ジュリアス様と『反乱軍』の皇子クラヴィスは、俺が物事を判別できる年になる頃には既に交流が途絶えてしまっているものの、幼いながらも共に遊び、共に学んだ、友人のような関係だったと聞いている。よくよく考えれば、『反乱軍』・・・真帝国の皇帝は、庶子とは言え、ジュリアス様のお父様・・・皇帝陛下から見れば腹違いの兄に当たる。つまり、クラヴィス皇子はジュリアス様から見れば、血の繋がった従兄弟ということだ。やんごとなき・・・まして帝国の頂点に立つ皇室の血縁関係や家族関係の感覚が、俺のような庶民と全く異なっていることは、頭では理解しているつもりだが、本音ではどうしても共感しきれない。

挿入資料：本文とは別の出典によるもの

// =============================================================================
// Market Cache — ring buffers per (venue, symbol, stream)
// =============================================================================
//
// Generalizes a per-symbol `CandleBuffer` (VecDeque with coalesce-by-open_time)
// into a single cache covering all four MarketFrame variants, keyed by venue
// as well as symbol so two adapters streaming the same symbol never collide.
// =============================================================================

use std::collections::{HashMap, VecDeque};

use parking_lot::RwLock;
use tracing::debug;

use crate::error::CoreError;
use crate::market_frame::{BookSnapshot, FundingRate, Kline, MarketFrame, Trade};
use crate::types::Venue;

const DEFAULT_KLINE_CAPACITY: usize = 7200;
const DEFAULT_TRADE_CAPACITY: usize = 10_000;
const DEFAULT_BOOK_CAPACITY: usize = 1_000;
const DEFAULT_FUNDING_CAPACITY: usize = 100;

#[derive(Debug, Clone, Hash, Eq, PartialEq)]
struct KlineKey {
    venue: Venue,
    symbol: String,
    interval: String,
}

#[derive(Debug, Clone, Hash, Eq, PartialEq)]
struct SymbolKey {
    venue: Venue,
    symbol: String,
}

#[derive(Debug, Clone, Hash, Eq, PartialEq)]
struct BookKey {
    venue: Venue,
    symbol: String,
    channel_tag: String,
}

pub struct MarketCache {
    klines: RwLock<HashMap<KlineKey, VecDeque<Kline>>>,
    trades: RwLock<HashMap<SymbolKey, VecDeque<Trade>>>,
    books: RwLock<HashMap<BookKey, VecDeque<BookSnapshot>>>,
    funding: RwLock<HashMap<SymbolKey, VecDeque<FundingRate>>>,
    kline_capacity: usize,
    trade_capacity: usize,
    book_capacity: usize,
    funding_capacity: usize,
}

impl MarketCache {
    pub fn new() -> Self {
        Self::with_capacities(
            DEFAULT_KLINE_CAPACITY,
            DEFAULT_TRADE_CAPACITY,
            DEFAULT_BOOK_CAPACITY,
            DEFAULT_FUNDING_CAPACITY,
        )
    }

    pub fn with_capacities(kline: usize, trade: usize, book: usize, funding: usize) -> Self {
        Self {
            klines: RwLock::new(HashMap::new()),
            trades: RwLock::new(HashMap::new()),
            books: RwLock::new(HashMap::new()),
            funding: RwLock::new(HashMap::new()),
            kline_capacity: kline,
            trade_capacity: trade,
            book_capacity: book,
            funding_capacity: funding,
        }
    }

    /// Ingest one frame. Klines coalesce in-progress updates by `open_ts`;
    /// everything else appends and trims to capacity.
    pub fn ingest(&self, venue: Venue, frame: MarketFrame) -> Result<(), CoreError> {
        match frame {
            MarketFrame::Kline(k) => self.ingest_kline(venue, k),
            MarketFrame::Trade(t) => self.ingest_trade(venue, t),
            MarketFrame::Orderbook(b) => self.ingest_book(venue, b),
            MarketFrame::FundingRate(f) => self.ingest_funding(venue, f),
        }
        Ok(())
    }

    fn ingest_kline(&self, venue: Venue, candle: Kline) {
        let key = KlineKey { venue, symbol: candle.symbol.clone(), interval: candle.interval.clone() };
        let mut map = self.klines.write();
        let ring = map.entry(key).or_insert_with(|| VecDeque::with_capacity(self.kline_capacity + 1));

        if let Some(last) = ring.back() {
            debug_assert!(
                candle.open_ts >= last.open_ts,
                "kline open_ts must be monotonic within a stream (got {} after {})",
                candle.open_ts,
                last.open_ts,
            );
            if !last.is_closed && last.open_ts == candle.open_ts {
                ring.pop_back();
            }
        }
        ring.push_back(candle);

        while ring.len() > self.kline_capacity {
            ring.pop_front();
        }
    }

    fn ingest_trade(&self, venue: Venue, trade: Trade) {
        let key = SymbolKey { venue, symbol: trade.symbol.clone() };
        let mut map = self.trades.write();
        let ring = map.entry(key).or_insert_with(|| VecDeque::with_capacity(self.trade_capacity + 1));
        ring.push_back(trade);
        while ring.len() > self.trade_capacity {
            ring.pop_front();
        }
    }

    fn ingest_book(&self, venue: Venue, book: BookSnapshot) {
        let key = BookKey { venue, symbol: book.symbol.clone(), channel_tag: book.channel_tag.clone() };
        let mut map = self.books.write();
        let ring = map.entry(key).or_insert_with(|| VecDeque::with_capacity(self.book_capacity + 1));
        ring.push_back(book);
        while ring.len() > self.book_capacity {
            ring.pop_front();
        }
    }

    fn ingest_funding(&self, venue: Venue, rate: FundingRate) {
        let key = SymbolKey { venue, symbol: rate.symbol.clone() };
        let mut map = self.funding.write();
        let ring = map.entry(key).or_insert_with(|| VecDeque::with_capacity(self.funding_capacity + 1));
        ring.push_back(rate);
        while ring.len() > self.funding_capacity {
            ring.pop_front();
        }
        debug!("funding rate cached");
    }

    /// Last N closed klines, oldest-first.
    pub fn closed_klines(&self, venue: Venue, symbol: &str, interval: &str, n: usize) -> Vec<Kline> {
        let key = KlineKey { venue, symbol: symbol.to_string(), interval: interval.to_string() };
        let map = self.klines.read();
        match map.get(&key) {
            Some(ring) => {
                let closed: Vec<&Kline> = ring.iter().filter(|k| k.is_closed).collect();
                let start = closed.len().saturating_sub(n);
                closed[start..].iter().map(|k| (*k).clone()).collect()
            }
            None => Vec::new(),
        }
    }

    pub fn last_trades(&self, venue: Venue, symbol: &str, n: usize) -> Vec<Trade> {
        let key = SymbolKey { venue, symbol: symbol.to_string() };
        let map = self.trades.read();
        match map.get(&key) {
            Some(ring) => {
                let start = ring.len().saturating_sub(n);
                ring.iter().skip(start).cloned().collect()
            }
            None => Vec::new(),
        }
    }

    pub fn latest_book(&self, venue: Venue, symbol: &str, channel_tag: &str) -> Option<BookSnapshot> {
        let key = BookKey { venue, symbol: symbol.to_string(), channel_tag: channel_tag.to_string() };
        self.books.read().get(&key).and_then(|ring| ring.back().cloned())
    }

    pub fn last_funding(&self, venue: Venue, symbol: &str) -> Option<FundingRate> {
        let key = SymbolKey { venue, symbol: symbol.to_string() };
        self.funding.read().get(&key).and_then(|ring| ring.back().cloned())
    }

    pub fn kline_count(&self, venue: Venue, symbol: &str, interval: &str) -> usize {
        let key = KlineKey { venue, symbol: symbol.to_string(), interval: interval.to_string() };
        self.klines.read().get(&key).map_or(0, VecDeque::len)
    }

    /// Closing prices of the last N closed klines, oldest-first. Computed on
    /// demand from the ring rather than kept as a parallel array, so there is
    /// only ever one stored copy of each candle.
    pub fn closes(&self, venue: Venue, symbol: &str, interval: &str, n: usize) -> Vec<f64> {
        self.closed_klines(venue, symbol, interval, n).iter().map(|k| k.c).collect()
    }

    pub fn highs(&self, venue: Venue, symbol: &str, interval: &str, n: usize) -> Vec<f64> {
        self.closed_klines(venue, symbol, interval, n).iter().map(|k| k.h).collect()
    }

    pub fn lows(&self, venue: Venue, symbol: &str, interval: &str, n: usize) -> Vec<f64> {
        self.closed_klines(venue, symbol, interval, n).iter().map(|k| k.l).collect()
    }

    pub fn volumes(&self, venue: Venue, symbol: &str, interval: &str, n: usize) -> Vec<f64> {
        self.closed_klines(venue, symbol, interval, n).iter().map(|k| k.v).collect()
    }

    pub fn timestamps(&self, venue: Venue, symbol: &str, interval: &str, n: usize) -> Vec<i64> {
        self.closed_klines(venue, symbol, interval, n).iter().map(|k| k.open_ts).collect()
    }
}

impl Default for MarketCache {
    fn default() -> Self {
        Self::new()
    }
}

#[cfg(test)]
mod tests {
    use super::*;

    fn kline(open_ts: i64, close: f64, is_closed: bool) -> Kline {
        Kline {
            symbol: "BTCUSDT".into(),
            interval: "1m".into(),
            open_ts,
            o: close,
            h: close + 1.0,
            l: close - 1.0,
            c: close,
            v: 10.0,
            is_closed,
        }
    }

    #[test]
    fn ring_trims_to_capacity() {
        let cache = MarketCache::with_capacities(3, 10, 10, 10);
        for i in 0..5 {
            cache.ingest_kline(Venue::Binance, kline(i * 60_000, 100.0 + i as f64, true));
        }
        assert_eq!(cache.kline_count(Venue::Binance, "BTCUSDT", "1m"), 3);
        let closed = cache.closed_klines(Venue::Binance, "BTCUSDT", "1m", 10);
        assert_eq!(closed.iter().map(|k| k.c).collect::<Vec<_>>(), vec![102.0, 103.0, 104.0]);
    }

    #[test]
    fn in_progress_update_replaces_tail_not_appends() {
        let cache = MarketCache::with_capacities(10, 10, 10, 10);
        cache.ingest_kline(Venue::Binance, kline(0, 50.0, false));
        assert_eq!(cache.kline_count(Venue::Binance, "BTCUSDT", "1m"), 1);

        cache.ingest_kline(Venue::Binance, kline(0, 51.0, false));
        assert_eq!(cache.kline_count(Venue::Binance, "BTCUSDT", "1m"), 1);

        cache.ingest_kline(Venue::Binance, kline(0, 52.0, true));
        assert_eq!(cache.kline_count(Venue::Binance, "BTCUSDT", "1m"), 1);
        assert_eq!(cache.closed_klines(Venue::Binance, "BTCUSDT", "1m", 1)[0].c, 52.0);
    }

    #[test]
    fn next_open_ts_appends_a_new_slot() {
        let cache = MarketCache::with_capacities(10, 10, 10, 10);
        cache.ingest_kline(Venue::Binance, kline(0, 50.0, true));
        cache.ingest_kline(Venue::Binance, kline(60_000, 51.0, false));
        assert_eq!(cache.kline_count(Venue::Binance, "BTCUSDT", "1m"), 2);
    }

    #[test]
    fn same_symbol_different_venues_do_not_collide() {
        let cache = MarketCache::with_capacities(10, 10, 10, 10);
        cache.ingest_kline(Venue::Binance, kline(0, 50.0, true));
        cache.ingest_kline(Venue::Okx, kline(0, 999.0, true));
        assert_eq!(cache.kline_count(Venue::Binance, "BTCUSDT", "1m"), 1);
        assert_eq!(cache.kline_count(Venue::Okx, "BTCUSDT", "1m"), 1);
    }

    #[test]
    fn trade_ring_trims_oldest_first() {
        let cache = MarketCache::with_capacities(10, 2, 10, 10);
        for id in 0..4 {
            cache.ingest_trade(
                Venue::Binance,
                Trade {
                    symbol: "BTCUSDT".into(),
                    trade_id: id,
                    ts: id as i64,
                    price: 100.0,
                    qty: 1.0,
                    side: crate::market_frame::TradeSide::Buy,
                },
            );
        }
        let last = cache.last_trades(Venue::Binance, "BTCUSDT", 10);
        assert_eq!(last.iter().map(|t| t.trade_id).collect::<Vec<_>>(), vec![2, 3]);
    }

    #[test]
    fn derived_views_match_closed_klines_fields() {
        let cache = MarketCache::with_capacities(10, 10, 10, 10);
        cache.ingest_kline(Venue::Binance, kline(0, 100.0, true));
        cache.ingest_kline(Venue::Binance, kline(60_000, 101.0, true));
        assert_eq!(cache.closes(Venue::Binance, "BTCUSDT", "1m", 10), vec![100.0, 101.0]);
        assert_eq!(cache.timestamps(Venue::Binance, "BTCUSDT", "1m", 10), vec![0, 60_000]);
        assert_eq!(cache.volumes(Venue::Binance, "BTCUSDT", "1m", 10), vec![10.0, 10.0]);
    }
}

「真帝国に、我が大帝国も対抗して・・・ということでしょうか。」
「おそらくはな・・・。二皇帝時代・・・まして、血縁関係でありながら、互いに『反乱軍』等と・・・馬鹿馬鹿しい!このまま父上の治世の間、膠着状態が続くようなら、私はクラヴィスと同盟を結ぶつもりでいる。アレも無益な争いを好むタイプではない。もう長く交流する事もままならぬが・・・人はそう簡単には変わらぬものだ。拗らせてしまった父上や伯父上の仲は今更どうしようもないが、間違っても戦などということにならぬようにせねば・・・。」
発言者がジュリアス様・・・皇子殿下でなければ、それは直ちに不敬罪となる内容だ。ここに憲兵でも居たら腰を抜かすだろうな、と俺は内心に過らせつつ、けれども、王笏と厚いマントを纏い、ジュリアス様が皇帝となる場面を想像してしまう。
「何がおかしい?」
片眉を持ち上げ、訝しむように問われる。知らぬ間に、微笑んででも居たのだろうか。俺は顔を引き締めつつ、力のこもった群青を見つめて自戒し、瞳を伏せる。
「いえ。良い皇帝になられるであろうな、と・・・。」
素直な言葉は、呆れたような長い溜め息に語尾を持っていかれてしまった。
「・・・つまり、真面目に聞いていなかった、と。」
ややコミカルに唇を尖らせて言うジュリアス様に、
「いいえ!ちゃんと聞いていましたよ!」
そりゃないでしょう、と俺は取りなしてから、苦笑して続ける。
「・・・昇進を願う生真面目な軍人ならば、是が非でも開戦を、と進言するところなのでしょうが・・・。『赤毛の小僧』は、不真面目なのか、あるいは昇進に興味のない聖人なのか、どうやら、主に似て、慎重派のようです。」
二人だからこそ許される物言いではあるが、『ほらね?きちんと聞いていたでしょう。』と言外に込めて言えば、
「ふむ。」
と言う満足気な返事に加えて、ニヤリと、やや人の悪い笑みが返って来た。
「『一の騎士』に選ばれたと知って喜んでいる騎士が昇進に興味が無いとは私は俄には信じぬな。まして宮廷で噂の絶えぬ色男が聖人等とは!」
反論の余地はないが、いや、余地がないからこそ、あまりの言い方に、と、ムゥ、と俺は拗ねたように顔を顰めてしまう・・・が、ジュリアス様は、そんな俺に瞳を優しくして続けた。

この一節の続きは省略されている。